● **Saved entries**
○ ○ ○ ○ ○

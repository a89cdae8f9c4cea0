//! Core traits for the host application and session storage.

use indexmap::IndexMap;
use serde::{Deserialize, Serialize};
use serde_json::Value;
use thiserror::Error;

use crate::value::{HostValue, Kwargs};

/// Error raised by the host while reading an attribute or running a method.
#[derive(Debug, Error)]
pub enum HostError {
    #[error("'{type_name}' object has no attribute '{name}'")]
    NoAttribute { type_name: String, name: String },
    #[error("{method}() takes {expected} positional argument(s) but {got} were given")]
    Arity {
        method: String,
        expected: usize,
        got: usize,
    },
    #[error("{method}(): argument '{argument}' must be {expected}, got {got}")]
    ArgumentType {
        method: String,
        argument: String,
        expected: String,
        got: String,
    },
    #[error("{0}")]
    Invalid(String),
    #[error("{message}")]
    Failed {
        message: String,
        #[source]
        source: Option<Box<dyn std::error::Error + Send + Sync>>,
    },
}

impl HostError {
    /// Shorthand for a missing attribute on `type_name`.
    pub fn no_attribute(type_name: impl Into<String>, name: impl Into<String>) -> Self {
        Self::NoAttribute {
            type_name: type_name.into(),
            name: name.into(),
        }
    }
}

/// Capability interface over one live host object.
///
/// Implementations are only ever called on the host thread; the
/// `Send + Sync` bound exists so handles can be parked in shared
/// registries and handed back to it.
pub trait HostObject: Send + Sync {
    /// Type name as the host API knows it (e.g. `Sketch`).
    fn type_name(&self) -> &str;

    /// Read a property. `Ok(None)` means the object has no such property;
    /// callers then try [`HostObject::has_method`].
    ///
    /// # Errors
    /// Returns error if the property exists but cannot be read.
    fn get_attribute(&self, name: &str) -> Result<Option<HostValue>, HostError>;

    /// Whether `name` is a callable method on this object.
    fn has_method(&self, name: &str) -> bool;

    /// Invoke a method.
    ///
    /// # Errors
    /// Returns error if the method is unknown or the arguments are rejected.
    fn call_method(
        &self,
        name: &str,
        args: Vec<HostValue>,
        kwargs: Kwargs,
    ) -> Result<HostValue, HostError>;

    /// Whether this object is a type exposing a `create` factory.
    fn has_factory(&self) -> bool {
        false
    }

    /// Property names, used for diagnostics.
    fn attribute_names(&self) -> Vec<String> {
        Vec::new()
    }

    /// JSON summary used when the object is reported to a caller.
    fn summary(&self) -> Value {
        let mut map = serde_json::Map::new();
        map.insert("$type".into(), Value::String(self.type_name().into()));
        for key in ["name", "count", "objectType"] {
            if let Ok(Some(value)) = self.get_attribute(key) {
                map.insert(key.into(), value.to_json());
                break;
            }
        }
        Value::Object(map)
    }
}

/// The host application as seen by the invocation engine.
pub trait Host: Send + Sync {
    /// Display name of the host.
    fn name(&self) -> &str;

    /// Well-known root aliases (`app`, `ui`, ...).
    fn root_aliases(&self) -> Vec<String>;

    /// Resolve a root alias against live application state.
    ///
    /// # Errors
    /// Returns error if the host cannot produce the root right now.
    fn root(&self, alias: &str) -> Result<Option<HostValue>, HostError>;

    /// Root used when a path names neither an alias nor a module.
    ///
    /// # Errors
    /// Returns error if the host cannot produce its application object.
    fn default_root(&self) -> Result<HostValue, HostError>;

    /// Fully-qualified module names the host exposes (e.g. `geom`).
    fn module_names(&self) -> Vec<String>;

    /// Locate a module by its fully-qualified name.
    fn module(&self, name: &str) -> Option<HostValue>;
}

/// Saved bindings of one execution session, in capture order.
pub type Bindings = IndexMap<String, Value>;

/// Summary of a stored session.
#[derive(Debug, Clone, Serialize, Deserialize)]
pub struct SessionSummary {
    /// Caller-chosen session identifier.
    pub id: String,
    /// Names of the saved bindings.
    pub bindings: Vec<String>,
    /// Number of executions that saved into this session.
    pub runs: u64,
    /// Creation timestamp (Unix epoch seconds).
    pub created_at: i64,
    /// Last update timestamp.
    pub updated_at: i64,
}

/// Storage error.
#[derive(Debug, Error)]
pub enum StorageError {
    #[error("Session not found: {0}")]
    NotFound(String),
    #[error("Storage error: {0}")]
    Internal(String),
}

/// Trait for execution-session storage backends.
///
/// Called from the host thread during script execution and from any thread
/// for listing, so implementations must be internally synchronised.
pub trait BindingStorage: Send + Sync {
    /// Load the bindings saved under `session`, if the session exists.
    ///
    /// # Errors
    /// Returns error if the backend fails.
    fn load(&self, session: &str) -> Result<Option<Bindings>, StorageError>;

    /// Replace the bindings saved under `session`, creating it lazily.
    ///
    /// # Errors
    /// Returns error if the backend fails.
    fn save(&self, session: &str, bindings: Bindings) -> Result<(), StorageError>;

    /// Drop one session. Returns whether it existed.
    ///
    /// # Errors
    /// Returns error if the backend fails.
    fn reset(&self, session: &str) -> Result<bool, StorageError>;

    /// Drop every session. Returns how many were dropped.
    ///
    /// # Errors
    /// Returns error if the backend fails.
    fn reset_all(&self) -> Result<usize, StorageError>;

    /// List stored sessions.
    ///
    /// # Errors
    /// Returns error if the backend fails.
    fn list(&self) -> Result<Vec<SessionSummary>, StorageError>;
}
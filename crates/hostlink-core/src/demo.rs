//! In-process sketch-document host.
//!
//! A small stand-in for a real single-threaded CAD application: an
//! application object with a user interface and an active design, a root
//! component holding sketches and lines, a `geom` module with `Point3D` and
//! `Vector3D` types that expose `create` factories, and a `make` shortcut
//! for simple shapes. The binary runs against it, and the tests use it as
//! their host.

use std::sync::Arc;

use parking_lot::Mutex;

use crate::{
    traits::{Host, HostError, HostObject},
    value::{HostValue, Kwargs, ObjectRef},
};

/// Demo host application.
pub struct DemoHost {
    app: Arc<Application>,
    geom: ObjectRef,
    make: ObjectRef,
}

impl Default for DemoHost {
    fn default() -> Self {
        Self::new()
    }
}

impl DemoHost {
    /// Create a host with an empty design.
    #[must_use]
    pub fn new() -> Self {
        let xy: ObjectRef = Arc::new(ConstructionPlane { name: "XY" });
        let xz: ObjectRef = Arc::new(ConstructionPlane { name: "XZ" });
        let root = Arc::new(Component {
            sketches: Arc::new(Sketches::default()),
            xy,
            xz,
        });
        let app = Arc::new(Application {
            ui: Arc::new(UserInterface::default()),
            design: Arc::new(Design { root }),
        });
        Self {
            app,
            geom: Arc::new(GeomModule),
            make: Arc::new(Factory),
        }
    }

    /// Messages shown through `ui.messageBox`, oldest first.
    #[must_use]
    pub fn messages(&self) -> Vec<String> {
        self.app.ui.messages.lock().clone()
    }
}

impl Host for DemoHost {
    fn name(&self) -> &'static str {
        "DemoCAD"
    }

    fn root_aliases(&self) -> Vec<String> {
        ["app", "ui", "design", "rootComponent", "make"]
            .into_iter()
            .map(String::from)
            .collect()
    }

    fn root(&self, alias: &str) -> Result<Option<HostValue>, HostError> {
        let value: ObjectRef = match alias {
            "app" => self.app.clone(),
            "ui" => self.app.ui.clone(),
            "design" => self.app.design.clone(),
            "rootComponent" => self.app.design.root.clone(),
            "make" => self.make.clone(),
            _ => return Ok(None),
        };
        Ok(Some(HostValue::Object(value)))
    }

    fn default_root(&self) -> Result<HostValue, HostError> {
        Ok(HostValue::Object(self.app.clone()))
    }

    fn module_names(&self) -> Vec<String> {
        vec!["geom".into()]
    }

    fn module(&self, name: &str) -> Option<HostValue> {
        (name == "geom").then(|| HostValue::Object(self.geom.clone()))
    }
}

fn arity(method: &str, args: &[HostValue], expected: usize) -> Result<(), HostError> {
    if args.len() == expected {
        Ok(())
    } else {
        Err(HostError::Arity {
            method: method.into(),
            expected,
            got: args.len(),
        })
    }
}

fn number(method: &str, argument: &str, value: &HostValue) -> Result<f64, HostError> {
    value.as_f64().ok_or_else(|| HostError::ArgumentType {
        method: method.into(),
        argument: argument.into(),
        expected: "a number".into(),
        got: value.type_name(),
    })
}

fn object_of(
    method: &str,
    argument: &str,
    value: &HostValue,
    type_name: &str,
) -> Result<ObjectRef, HostError> {
    match value {
        HostValue::Object(obj) if obj.type_name() == type_name => Ok(obj.clone()),
        other => Err(HostError::ArgumentType {
            method: method.into(),
            argument: argument.into(),
            expected: type_name.into(),
            got: other.type_name(),
        }),
    }
}

/// Positional argument `index`, else keyword `name`, else `None`.
fn arg<'a>(args: &'a [HostValue], kwargs: &'a Kwargs, index: usize, name: &str) -> Option<&'a HostValue> {
    args.get(index).or_else(|| kwargs.get(name))
}

fn coords(obj: &ObjectRef) -> Result<[f64; 3], HostError> {
    let mut out = [0.0; 3];
    for (slot, axis) in out.iter_mut().zip(["x", "y", "z"]) {
        let value = obj
            .get_attribute(axis)?
            .ok_or_else(|| HostError::no_attribute(obj.type_name(), axis))?;
        *slot = number("coords", axis, &value)?;
    }
    Ok(out)
}

fn index_into<T: HostObject + 'static>(
    method: &str,
    items: &[Arc<T>],
    args: &[HostValue],
) -> Result<HostValue, HostError> {
    arity(method, args, 1)?;
    let index = args[0].as_i64().ok_or_else(|| HostError::ArgumentType {
        method: method.into(),
        argument: "index".into(),
        expected: "an integer".into(),
        got: args[0].type_name(),
    })?;
    usize::try_from(index)
        .ok()
        .and_then(|i| items.get(i))
        .map(|item| HostValue::Object(item.clone() as ObjectRef))
        .ok_or_else(|| HostError::Invalid(format!("{method}(): index {index} out of range")))
}

fn unknown_method(type_name: &str, name: &str) -> HostError {
    HostError::no_attribute(type_name, name)
}

struct Application {
    ui: Arc<UserInterface>,
    design: Arc<Design>,
}

impl HostObject for Application {
    fn type_name(&self) -> &'static str {
        "Application"
    }

    fn get_attribute(&self, name: &str) -> Result<Option<HostValue>, HostError> {
        Ok(match name {
            "name" => Some("DemoCAD".into()),
            "version" => Some("1.0.0".into()),
            "userInterface" => Some(HostValue::Object(self.ui.clone())),
            "activeProduct" => Some(HostValue::Object(self.design.clone())),
            _ => None,
        })
    }

    fn has_method(&self, _name: &str) -> bool {
        false
    }

    fn call_method(&self, name: &str, _: Vec<HostValue>, _: Kwargs) -> Result<HostValue, HostError> {
        Err(unknown_method(self.type_name(), name))
    }

    fn attribute_names(&self) -> Vec<String> {
        ["name", "version", "userInterface", "activeProduct"]
            .map(String::from)
            .to_vec()
    }
}
//! Client tuning and tool registration settings.

use std::time::Duration;

use serde::{Deserialize, Serialize};

/// Timeouts, backoff and liveness settings for the [`crate::Client`].
#[derive(Debug, Clone, PartialEq, Eq, Serialize, Deserialize)]
#[serde(default)]
pub struct ClientConfig {
    /// Timeout for ordinary correlated requests.
    pub request_timeout_secs: u64,
    /// Timeout for cross-tool calls, which may run long.
    pub tool_call_timeout_secs: u64,
    /// Timeout for the registration request.
    pub registration_timeout_secs: u64,
    /// First reconnect delay.
    pub backoff_min_secs: u64,
    /// Reconnect delay ceiling.
    pub backoff_max_secs: u64,
    /// How often a connected supervisor polls the reader.
    pub liveness_interval_ms: u64,
    /// How long to wait for the server's endpoint announcement.
    pub session_endpoint_timeout_secs: u64,
}

impl Default for ClientConfig {
    fn default() -> Self {
        Self {
            request_timeout_secs: 30,
            tool_call_timeout_secs: 120,
            registration_timeout_secs: 10,
            backoff_min_secs: 2,
            backoff_max_secs: 60,
            liveness_interval_ms: 1000,
            session_endpoint_timeout_secs: 10,
        }
    }
}

impl ClientConfig {
    #[must_use]
    pub const fn request_timeout(&self) -> Duration {
        Duration::from_secs(self.request_timeout_secs)
    }

    #[must_use]
    pub const fn tool_call_timeout(&self) -> Duration {
        Duration::from_secs(self.tool_call_timeout_secs)
    }

    #[must_use]
    pub const fn registration_timeout(&self) -> Duration {
        Duration::from_secs(self.registration_timeout_secs)
    }

    #[must_use]
    pub const fn backoff_min(&self) -> Duration {
        Duration::from_secs(self.backoff_min_secs)
    }

    #[must_use]
    pub fn backoff_max(&self) -> Duration {
        Duration::from_secs(self.backoff_max_secs.max(self.backoff_min_secs))
    }

    #[must_use]
    pub fn liveness_interval(&self) -> Duration {
        Duration::from_millis(self.liveness_interval_ms.max(1))
    }

    #[must_use]
    pub const fn session_endpoint_timeout(&self) -> Duration {
        Duration::from_secs(self.session_endpoint_timeout_secs)
    }
}

/// How this client announces itself to the server.
#[derive(Debug, Clone, PartialEq, Eq, Serialize, Deserialize)]
#[serde(default)]
pub struct ToolRegistration {
    /// Tool name reverse calls will be addressed to.
    pub name: String,
    pub description: String,
    /// Documentation shown to the agent.
    pub readme: String,
}

impl Default for ToolRegistration {
    fn default() -> Self {
        Self {
            name: "hostlink".into(),
            description: "Invoke the host application's API and run persistent scripts".into(),
            readme: String::new(),
        }
    }
}
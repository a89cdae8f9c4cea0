//! Host capability model and shared registries for hostlink.
//!
//! This crate provides the fundamental building blocks:
//! - `HostValue` / `HostObject` / `Host` - the capability interface the
//!   invocation engine walks
//! - `ContextStore` - process-wide label registry for invocation results
//! - `BindingStorage` - storage trait for execution-session bindings
//! - `demo::DemoHost` - in-process host for the binary and tests

pub mod context;
#[cfg(feature = "demo")]
pub mod demo;
pub mod traits;
pub mod value;

pub use context::ContextStore;
pub use traits::{BindingStorage, Bindings, Host, HostError, HostObject, SessionSummary, StorageError};
pub use value::{BoundMethod, HostValue, Kwargs, ObjectRef};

○ ○ ○ ○ ○

● **What needs to be done**
When a line in the entries above holds the word "version", add it to the count, then state only the count.

● **Result of the task**
2